**** Provided entries
//! Error types for listener registration and invocation.

use thiserror::Error;

use crate::method::MethodId;

/// Error returned by a handler body.
///
/// Any `std::error::Error + Send + Sync`, `String` or `&str` converts into it
/// with `?` or `.into()`.
pub type HandlerError = Box<dyn std::error::Error + Send + Sync + 'static>;

/// Structural problems with a candidate handler method.
#[derive(Debug, Clone, PartialEq, Eq, Error)]
pub enum ShapeViolation {
    /// The method does not take exactly one parameter.
    #[error("takes {0} parameters but listeners take exactly one")]
    ParameterCount(usize),

    /// The single parameter is not an event type.
    #[error("parameter type `{0}` is not an event")]
    NotAnEvent(&'static str),

    /// The parameter is an event, but not the one being registered for.
    #[error("parameter type `{found}` does not match registered event `{expected}`")]
    EventMismatch {
        /// Event type of the registration.
        expected: &'static str,
        /// Event type the method accepts.
        found: &'static str,
    },

    /// The method cannot be called from the bus.
    #[error("method is not public")]
    NotPublic,

    /// The method returns a value.
    #[error("returns `{0}` but listeners return `()` or `Result<(), _>`")]
    NonUnitReturn(&'static str),

    /// An associated function was offered together with an owner instance.
    #[error("associated function cannot be bound to an owner")]
    StaticReceiver,

    /// An instance method was offered without an owner instance.
    #[error("instance method needs an owner")]
    InstanceReceiver,

    /// Another method of the declaring type has the same name.
    #[error("name is shared with another method of the same type")]
    DuplicateName,
}

/// Errors raised while turning a handler method into a listener.
///
/// A failed registration leaves the bus unchanged.
#[derive(Debug, Error)]
pub enum RegistrationError {
    /// The handler method has the wrong shape.
    #[error(
        "invalid listener {method}: {violation}; expected `fn(&self, &mut impl Event)` \
         or `fn(&mut impl Event)` returning `()` or `Result<(), _>`"
    )]
    InvalidShape {
        /// The offending method.
        method: MethodId,
        /// What is wrong with it.
        violation: ShapeViolation,
    },

    /// The supplied owner is not an instance of the declaring type.
    #[error("owner cannot be bound to {method}: not an instance of `{}`", .method.declaring())]
    OwnerMismatch {
        /// The method being bound.
        method: MethodId,
    },
}

/// Errors raised while invoking a listener.
///
/// These are delivered to the bus's exception handler; they never abort a
/// dispatch pass.
#[derive(Debug, Error)]
pub enum InvocationError {
    /// The handler body returned an error.
    #[error("handler failed: {0}")]
    Handler(HandlerError),

    /// The handler body panicked.
    #[error("handler panicked: {0}")]
    Panicked(String),

    /// The listener received an event of a type it was not built for.
    #[error("listener for `{expected}` received `{found}`")]
    EventMismatch {
        /// Event type the listener expects.
        expected: &'static str,
        /// Event type that was delivered.
        found: &'static str,
    },

    /// A by-name call received an argument of the wrong type or count.
    #[error("arguments passed to `{method}` do not match its signature")]
    ArgumentMismatch {
        /// Name of the called method.
        method: &'static str,
    },

    /// A by-name call was bound to an owner of the wrong type.
    #[error("owner passed to `{0}` is missing or of the wrong type")]
    OwnerMismatch(&'static str),

    /// A by-name lookup found no method with the bound name.
    #[error("no method named `{0}`")]
    MissingMethod(&'static str),

    /// A by-name call returned a value where unit was expected.
    #[error("`{0}` returned a value instead of unit")]
    UnexpectedReturn(&'static str),
}

/// Errors raised by event capability accessors.
#[derive(Debug, Clone, PartialEq, Eq, Error)]
pub enum EventError {
    /// The event does not expose the cancellable capability.
    #[error("cannot cancel `{0}`: event is not cancellable")]
    NotCancellable(&'static str),
}

/// Result type for registration operations.
pub type RegistrationResult<T> = Result<T, RegistrationError>;

#[cfg(test)]
mod tests {
    use super::*;
    use crate::event::TypeKey;

    struct Owner;

    #[test]
    fn test_invalid_shape_message_names_method_and_expected_shape() {
        let err = RegistrationError::InvalidShape {
            method: MethodId::new(TypeKey::of::<Owner>(), "on_join"),
            violation: ShapeViolation::ParameterCount(2),
        };
        let msg = err.to_string();
        assert!(msg.contains("Owner::on_join"), "{msg}");
        assert!(msg.contains("takes 2 parameters"), "{msg}");
        assert!(msg.contains("expected"), "{msg}");
    }

    #[test]
    fn test_handler_error_from_str() {
        let err: HandlerError = "boom".into();
        assert_eq!(InvocationError::Handler(err).to_string(), "handler failed: boom");
    }
}
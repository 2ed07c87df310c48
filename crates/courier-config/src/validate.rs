//! Post-merge configuration validation.
//!
//! Validates that deserialized [`Config`](crate::Config) values name
//! strategies, handlers, levels and formats that exist.

use crate::error::{ConfigError, ConfigResult};
use crate::types::Config;

/// Accepted `bus.strategy` values.
pub const STRATEGIES: &[&str] = &["compiled", "reflect"];

/// Accepted `bus.exception_handler` values.
pub const EXCEPTION_HANDLERS: &[&str] = &["log", "ignore"];

/// Validate a fully-merged and deserialized configuration.
///
/// # Errors
///
/// Returns the first validation error found.
pub fn validate(config: &Config) -> ConfigResult<()> {
    validate_bus(config)?;
    validate_logging(config)?;
    Ok(())
}

fn validate_bus(config: &Config) -> ConfigResult<()> {
    one_of("bus.strategy", "strategy", &config.bus.strategy, STRATEGIES)?;
    one_of(
        "bus.exception_handler",
        "exception handler",
        &config.bus.exception_handler,
        EXCEPTION_HANDLERS,
    )
}

fn validate_logging(config: &Config) -> ConfigResult<()> {
    let valid_levels = ["trace", "debug", "info", "warn", "error"];
    one_of("logging.level", "log level", &config.logging.level, &valid_levels)?;

    let valid_formats = ["pretty", "compact", "json", "full"];
    one_of("logging.format", "log format", &config.logging.format, &valid_formats)?;

    for directive in &config.logging.directives {
        if directive.trim().is_empty() {
            return Err(ConfigError::Invalid {
                key: "logging.directives",
                reason: "directives must not be blank".to_owned(),
            });
        }
    }

    Ok(())
}

fn one_of(key: &'static str, what: &str, value: &str, allowed: &[&str]) -> ConfigResult<()> {
    if allowed.contains(&value) {
        return Ok(());
    }
    Err(ConfigError::Invalid {
        key,
        reason: format!(
            "unsupported {what} '{value}'; expected one of: {}",
            allowed.join(", ")
        ),
    })
}

#[cfg(test)]
mod tests {
    use super::*;

    #[test]
    fn test_default_config_is_valid() {
        let config = Config::default();
        assert!(validate(&config).is_ok());
    }

    #[test]
    fn test_invalid_strategy() {
        let mut config = Config::default();
        config.bus.strategy = "bytecode".to_owned();
        let err = validate(&config).unwrap_err();
        assert!(matches!(
            err,
            ConfigError::Invalid { key: "bus.strategy", .. }
        ));
        assert!(err.to_string().contains("compiled, reflect"));
    }

    #[test]
    fn test_reflect_strategy_accepted() {
        let mut config = Config::default();
        config.bus.strategy = "reflect".to_owned();
        assert!(validate(&config).is_ok());
    }

    #[test]
    fn test_invalid_exception_handler() {
        let mut config = Config::default();
        config.bus.exception_handler = "rethrow".to_owned();
        assert!(validate(&config).is_err());
    }

    #[test]
    fn test_invalid_log_level() {
        let mut config = Config::default();
        config.logging.level = "verbose".to_owned();
        let err = validate(&config).unwrap_err();
        assert!(err.to_string().contains("unsupported log level 'verbose'"));
    }

    #[test]
    fn test_invalid_log_format() {
        let mut config = Config::default();
        config.logging.format = "xml".to_owned();
        assert!(validate(&config).is_err());
    }

    #[test]
    fn test_blank_directive_rejected() {
        let mut config = Config::default();
        config.logging.directives = vec!["courier_events=debug".to_owned(), "  ".to_owned()];
        assert!(validate(&config).is_err());
    }
}
//! Prelude module - commonly used types for convenient import.
//!
//! Use `use courier_events::prelude::*;` to import all essential types.
//!
//! # Example
//!
//! ```rust
//! use courier_events::prelude::*;
//!
//! struct Tick(u32);
//! impl Event for Tick {}
//!
//! let bus = EventBus::new();
//! let handle = bus.listen(ListenerSpec::new().with_order(Order::Late), |tick: &mut Tick| {
//!     tick.0 += 1;
//! });
//!
//! let mut tick = Tick(0);
//! bus.post(&mut tick);
//! assert_eq!(tick.0, 1);
//! assert!(bus.remove(&handle));
//! ```

// Event bus
pub use crate::{EventBus, EventBusBuilder, ListenerHandle, handler_error};

// Events
pub use crate::{Cancellable, Event, Supertype, TypeKey};

// Listeners
pub use crate::{ListenerSpec, Order, RegisteredListener};

// Subscribers
pub use crate::{Method, Subscriber};

// Strategies and failure handling
pub use crate::{ExceptionHandler, InvocationError, InvocationStrategy, RegistrationError};

// Errors
pub use crate::HandlerError;
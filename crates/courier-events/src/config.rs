//! Bridge from `courier_config::Config` to bus construction.
//!
//! `courier-config` has no dependency on this crate, so the `[bus]` section
//! carries plain strings. They are mapped here. Values outside the accepted
//! set fall back to the defaults; [`Config::load`](courier_config::Config::load)
//! already rejects them during validation.

use std::sync::Arc;

use courier_config::{BusSection, Config};

use crate::bus::{EventBus, EventBusBuilder};
use crate::handler::{ExceptionHandler, IgnoreExceptionHandler, LogExceptionHandler};
use crate::invoke::InvocationStrategy;

/// Convert `bus.strategy` to an [`InvocationStrategy`].
#[must_use]
pub fn to_strategy(section: &BusSection) -> InvocationStrategy {
    match section.strategy.as_str() {
        "reflect" => InvocationStrategy::Reflect,
        _ => InvocationStrategy::Compiled,
    }
}

/// Convert `bus.exception_handler` to an [`ExceptionHandler`].
#[must_use]
pub fn to_exception_handler(section: &BusSection) -> Arc<dyn ExceptionHandler> {
    match section.exception_handler.as_str() {
        "ignore" => Arc::new(IgnoreExceptionHandler),
        _ => Arc::new(LogExceptionHandler),
    }
}

impl EventBusBuilder {
    /// Builder preconfigured from a `[bus]` section.
    #[must_use]
    pub fn from_config(section: &BusSection) -> Self {
        Self::new()
            .with_strategy(to_strategy(section))
            .with_shared_exception_handler(to_exception_handler(section))
            .with_catch_panics(section.catch_panics)
    }
}

/// Build an [`EventBus`] from a loaded configuration.
#[must_use]
pub fn to_event_bus(cfg: &Config) -> EventBus {
    EventBusBuilder::from_config(&cfg.bus).build()
}
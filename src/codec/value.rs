//! Value Module
//!
//! The native value model the codec converts to and from wire text.

use std::any::{Any, TypeId};
use std::cmp::Ordering;
use std::collections::BTreeMap;
use std::fmt;
use std::net::{Ipv4Addr, Ipv6Addr};
use std::path::PathBuf;
use std::sync::Arc;

use chrono::{Duration, NaiveDate, NaiveDateTime, NaiveTime};
use ipnet::{Ipv4Net, Ipv6Net};
use regex::{Regex, RegexBuilder};
use rust_decimal::Decimal;
use uuid::Uuid;

// == Value ==
/// A value that can survive a round trip through a text-only store.
///
/// The first seven variants map directly onto JSON. Every other variant is
/// written as a tagged record and needs a registered encoder and decoder.
#[derive(Debug, Clone, PartialEq)]
pub enum Value {
    Null,
    Bool(bool),
    Int(i64),
    Float(f64),
    Str(String),
    List(Vec<Value>),
    Map(BTreeMap<String, Value>),
    /// Canonically ordered, deduplicated elements
    Set(Vec<Value>),
    /// Canonically ordered, deduplicated elements
    FrozenSet(Vec<Value>),
    Deque {
        items: Vec<Value>,
        maxlen: Option<usize>,
    },
    Bytes(Vec<u8>),
    Pattern(Pattern),
    Time(NaiveTime),
    Date(NaiveDate),
    DateTime(NaiveDateTime),
    TimeDelta(Duration),
    Decimal(Decimal),
    Uuid(Uuid),
    Path(PathBuf),
    Ipv4Address(Ipv4Addr),
    Ipv4Interface(Ipv4Net),
    Ipv4Network(Ipv4Net),
    Ipv6Address(Ipv6Addr),
    Ipv6Interface(Ipv6Net),
    Ipv6Network(Ipv6Net),
    Custom(Custom),
}

// == Kind ==
/// The built-in tagged types, used as encode-table keys.
#[derive(Debug, Clone, Copy, PartialEq, Eq, Hash, PartialOrd, Ord)]
pub enum Kind {
    Set,
    FrozenSet,
    Deque,
    Bytes,
    Pattern,
    Time,
    Date,
    DateTime,
    TimeDelta,
    Decimal,
    Uuid,
    Path,
    Ipv4Address,
    Ipv4Interface,
    Ipv4Network,
    Ipv6Address,
    Ipv6Interface,
    Ipv6Network,
}

impl Kind {
    /// Every built-in kind, in registration order.
    pub const ALL: [Kind; 18] = [
        Kind::Set,
        Kind::FrozenSet,
        Kind::Deque,
        Kind::Bytes,
        Kind::Pattern,
        Kind::Time,
        Kind::Date,
        Kind::DateTime,
        Kind::TimeDelta,
        Kind::Decimal,
        Kind::Uuid,
        Kind::Path,
        Kind::Ipv4Address,
        Kind::Ipv4Interface,
        Kind::Ipv4Network,
        Kind::Ipv6Address,
        Kind::Ipv6Interface,
        Kind::Ipv6Network,
    ];

    /// The tag this kind is registered under by default.
    pub fn tag(self) -> &'static str {
        match self {
            Kind::Set => "set",
            Kind::FrozenSet => "frozenset",
            Kind::Deque => "deque",
            Kind::Bytes => "bytes",
            Kind::Pattern => "pattern",
            Kind::Time => "time",
            Kind::Date => "date",
            Kind::DateTime => "datetime",
            Kind::TimeDelta => "timedelta",
            Kind::Decimal => "decimal",
            Kind::Uuid => "uuid",
            Kind::Path => "posixpath",
            Kind::Ipv4Address => "ipv4address",
            Kind::Ipv4Interface => "ipv4interface",
            Kind::Ipv4Network => "ipv4network",
            Kind::Ipv6Address => "ipv6address",
            Kind::Ipv6Interface => "ipv6interface",
            Kind::Ipv6Network => "ipv6network",
        }
    }
}

/// Where the registry looks up the encoder for a value.
#[derive(Debug, Clone, Copy, PartialEq, Eq, Hash)]
pub enum TypeKey {
    Builtin(Kind),
    Custom(TypeId),
}

impl Value {
    // == Constructors ==
    /// Builds a set in canonical order.
    pub fn set(items: impl IntoIterator<Item = Value>) -> Self {
        Value::Set(canonicalize(items))
    }

    /// Builds a frozen set in canonical order.
    pub fn frozen_set(items: impl IntoIterator<Item = Value>) -> Self {
        Value::FrozenSet(canonicalize(items))
    }

    /// Builds a deque, keeping only the last `maxlen` items when bounded.
    pub fn deque(items: impl IntoIterator<Item = Value>, maxlen: Option<usize>) -> Self {
        let mut items: Vec<Value> = items.into_iter().collect();
        if let Some(max) = maxlen {
            if items.len() > max {
                items.drain(..items.len() - max);
            }
        }
        Value::Deque { items, maxlen }
    }

    /// Wraps a user value; encoding it requires a registered serializer.
    pub fn custom<T>(value: T) -> Self
    where
        T: Any + fmt::Debug + PartialEq + Send + Sync,
    {
        Value::Custom(Custom::new(value))
    }

    // == Introspection ==
    /// The built-in kind, or `None` for JSON-native and custom values.
    pub fn kind(&self) -> Option<Kind> {
        let kind = match self {
            Value::Null
            | Value::Bool(_)
            | Value::Int(_)
            | Value::Float(_)
            | Value::Str(_)
            | Value::List(_)
            | Value::Map(_)
            | Value::Custom(_) => return None,
            Value::Set(_) => Kind::Set,
            Value::FrozenSet(_) => Kind::FrozenSet,
            Value::Deque { .. } => Kind::Deque,
            Value::Bytes(_) => Kind::Bytes,
            Value::Pattern(_) => Kind::Pattern,
            Value::Time(_) => Kind::Time,
            Value::Date(_) => Kind::Date,
            Value::DateTime(_) => Kind::DateTime,
            Value::TimeDelta(_) => Kind::TimeDelta,
            Value::Decimal(_) => Kind::Decimal,
            Value::Uuid(_) => Kind::Uuid,
            Value::Path(_) => Kind::Path,
            Value::Ipv4Address(_) => Kind::Ipv4Address,
            Value::Ipv4Interface(_) => Kind::Ipv4Interface,
            Value::Ipv4Network(_) => Kind::Ipv4Network,
            Value::Ipv6Address(_) => Kind::Ipv6Address,
            Value::Ipv6Interface(_) => Kind::Ipv6Interface,
            Value::Ipv6Network(_) => Kind::Ipv6Network,
        };
        Some(kind)
    }

    /// The encode-table key, or `None` for JSON-native values.
    pub fn type_key(&self) -> Option<TypeKey> {
        match self {
            Value::Custom(custom) => Some(TypeKey::Custom(custom.value_type_id())),
            other => other.kind().map(TypeKey::Builtin),
        }
    }

    /// Runtime type name, used for typed keys and error messages.
    pub fn type_name(&self) -> &'static str {
        match self {
            Value::Null => "null",
            Value::Bool(_) => "bool",
            Value::Int(_) => "int",
            Value::Float(_) => "float",
            Value::Str(_) => "str",
            Value::List(_) => "list",
            Value::Map(_) => "map",
            Value::Custom(custom) => custom.type_name(),
            other => other.kind().map(Kind::tag).unwrap_or("unknown"),
        }
    }

    fn rank(&self) -> u8 {
        match self {
            Value::Null => 0,
            Value::Bool(_) => 1,
            Value::Int(_) | Value::Float(_) => 2,
            Value::Str(_) => 3,
            Value::List(_) => 4,
            Value::Map(_) => 5,
            Value::Custom(_) => 100,
            other => other.kind().map(|kind| 6 + kind as u8).unwrap_or(99),
        }
    }

    // == Canonical Ordering ==
    /// Total order used to lay out set elements deterministically.
    ///
    /// Ints and floats compare numerically; on a numeric tie the int sorts
    /// first, so `Equal` only ever holds for values that are `==`.
    pub fn canonical_cmp(&self, other: &Value) -> Ordering {
        use Value::*;

        match (self, other) {
            (Null, Null) => Ordering::Equal,
            (Bool(a), Bool(b)) => a.cmp(b),
            (Int(a), Int(b)) => a.cmp(b),
            (Float(a), Float(b)) => a.total_cmp(b),
            (Int(a), Float(b)) => (*a as f64).total_cmp(b).then(Ordering::Less),
            (Float(a), Int(b)) => a.total_cmp(&(*b as f64)).then(Ordering::Greater),
            (Str(a), Str(b)) => a.cmp(b),
            (List(a), List(b)) | (Set(a), Set(b)) | (FrozenSet(a), FrozenSet(b)) => {
                cmp_slices(a, b)
            }
            (Map(a), Map(b)) => a
                .iter()
                .zip(b.iter())
                .map(|((ka, va), (kb, vb))| ka.cmp(kb).then_with(|| va.canonical_cmp(vb)))
                .find(|ord| ord.is_ne())
                .unwrap_or_else(|| a.len().cmp(&b.len())),
            (
                Deque {
                    items: a,
                    maxlen: ma,
                },
                Deque {
                    items: b,
                    maxlen: mb,
                },
            ) => cmp_slices(a, b).then(ma.cmp(mb)),
            (Bytes(a), Bytes(b)) => a.cmp(b),
            (Pattern(a), Pattern(b)) => a
                .as_str()
                .cmp(b.as_str())
                .then(a.flags().cmp(&b.flags())),
            (Time(a), Time(b)) => a.cmp(b),
            (Date(a), Date(b)) => a.cmp(b),
            (DateTime(a), DateTime(b)) => a.cmp(b),
            (TimeDelta(a), TimeDelta(b)) => a.cmp(b),
            (Decimal(a), Decimal(b)) => a.cmp(b),
            (Uuid(a), Uuid(b)) => a.cmp(b),
            (Path(a), Path(b)) => a.cmp(b),
            (Ipv4Address(a), Ipv4Address(b)) => a.cmp(b),
            (Ipv4Interface(a), Ipv4Interface(b)) | (Ipv4Network(a), Ipv4Network(b)) => a.cmp(b),
            (Ipv6Address(a), Ipv6Address(b)) => a.cmp(b),
            (Ipv6Interface(a), Ipv6Interface(b)) | (Ipv6Network(a), Ipv6Network(b)) => a.cmp(b),
            (Custom(a), Custom(b)) => a
                .type_name()
                .cmp(b.type_name())
                .then_with(|| format!("{:?}", a).cmp(&format!("{:?}", b))),
            (a, b) => a.rank().cmp(&b.rank()),
        }
    }
}

fn cmp_slices(a: &[Value], b: &[Value]) -> Ordering {
    a.iter()
        .zip(b.iter())
        .map(|(x, y)| x.canonical_cmp(y))
        .find(|ord| ord.is_ne())
        .unwrap_or_else(|| a.len().cmp(&b.len()))
}

/// Sorts by canonical order and drops duplicates.
pub(crate) fn canonicalize(items: impl IntoIterator<Item = Value>) -> Vec<Value> {
    let mut items: Vec<Value> = items.into_iter().collect();
    items.sort_by(|a, b| a.canonical_cmp(b));

    // Custom values can tie without being equal; dedup within each run of ties.
    let mut unique: Vec<Value> = Vec::with_capacity(items.len());
    let mut run_start = 0;
    for item in items {
        match unique.last() {
            Some(last) if last.canonical_cmp(&item).is_eq() => {
                if unique[run_start..].contains(&item) {
                    continue;
                }
            }
            _ => run_start = unique.len(),
        }
        unique.push(item);
    }
    unique
}

// == Pattern ==
/// A compiled regular expression together with its integer flags.
#[derive(Debug, Clone)]
pub struct Pattern {
    regex: Regex,
    flags: u32,
}

impl Pattern {
    pub const IGNORECASE: u32 = 2;
    pub const MULTILINE: u32 = 8;
    pub const DOTALL: u32 = 16;
    pub const UNICODE: u32 = 32;
    pub const VERBOSE: u32 = 64;

    /// Compiles a pattern with the default (unicode) flags.
    pub fn new(pattern: &str) -> Result<Self, regex::Error> {
        Self::with_flags(pattern, Self::UNICODE)
    }

    /// Compiles a pattern, translating flags to regex builder options.
    pub fn with_flags(pattern: &str, flags: u32) -> Result<Self, regex::Error> {
        let regex = RegexBuilder::new(pattern)
            .case_insensitive(flags & Self::IGNORECASE != 0)
            .multi_line(flags & Self::MULTILINE != 0)
            .dot_matches_new_line(flags & Self::DOTALL != 0)
            .ignore_whitespace(flags & Self::VERBOSE != 0)
            .build()?;
        Ok(Self { regex, flags })
    }

    pub fn as_str(&self) -> &str {
        self.regex.as_str()
    }

    pub fn flags(&self) -> u32 {
        self.flags
    }

    pub fn regex(&self) -> &Regex {
        &self.regex
    }
}

impl PartialEq for Pattern {
    fn eq(&self, other: &Self) -> bool {
        self.as_str() == other.as_str() && self.flags == other.flags
    }
}

// == Custom ==
trait DynValue: Any + fmt::Debug + Send + Sync {
    fn as_any(&self) -> &dyn Any;
    fn eq_dyn(&self, other: &dyn DynValue) -> bool;
    fn type_name(&self) -> &'static str;
}

impl<T> DynValue for T
where
    T: Any + fmt::Debug + PartialEq + Send + Sync,
{
    fn as_any(&self) -> &dyn Any {
        self
    }

    fn eq_dyn(&self, other: &dyn DynValue) -> bool {
        other
            .as_any()
            .downcast_ref::<T>()
            .map_or(false, |other| self == other)
    }

    fn type_name(&self) -> &'static str {
        std::any::type_name::<T>()
    }
}

/// A user-defined value carried inside [`Value::Custom`].
#[derive(Clone)]
pub struct Custom(Arc<dyn DynValue>);

impl Custom {
    pub fn new<T>(value: T) -> Self
    where
        T: Any + fmt::Debug + PartialEq + Send + Sync,
    {
        Custom(Arc::new(value))
    }

    pub fn downcast_ref<T: Any>(&self) -> Option<&T> {
        self.0.as_any().downcast_ref::<T>()
    }

    pub fn type_name(&self) -> &'static str {
        self.0.type_name()
    }

    pub(crate) fn value_type_id(&self) -> TypeId {
        self.0.as_any().type_id()
    }
}

impl fmt::Debug for Custom {
    fn fmt(&self, f: &mut fmt::Formatter<'_>) -> fmt::Result {
        fmt::Debug::fmt(&*self.0, f)
    }
}

impl PartialEq for Custom {
    fn eq(&self, other: &Self) -> bool {
        self.0.eq_dyn(&*other.0)
    }
}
********
## Task objective
All that should be written out is the stretch of lines above between the one holding "method being bound." and the one holding "that was delivered.", inclusive, exactly as given.

## Result of the exercise
        /// The method being bound.
        method: MethodId,
    },
}

/// Errors raised while invoking a listener.
///
/// These are delivered to the bus's exception handler; they never abort a
/// dispatch pass.
#[derive(Debug, Error)]
pub enum InvocationError {
    /// The handler body returned an error.
    #[error("handler failed: {0}")]
    Handler(HandlerError),

    /// The handler body panicked.
    #[error("handler panicked: {0}")]
    Panicked(String),

    /// The listener received an event of a type it was not built for.
    #[error("listener for `{expected}` received `{found}`")]
    EventMismatch {
        /// Event type the listener expects.
        expected: &'static str,
        /// Event type that was delivered.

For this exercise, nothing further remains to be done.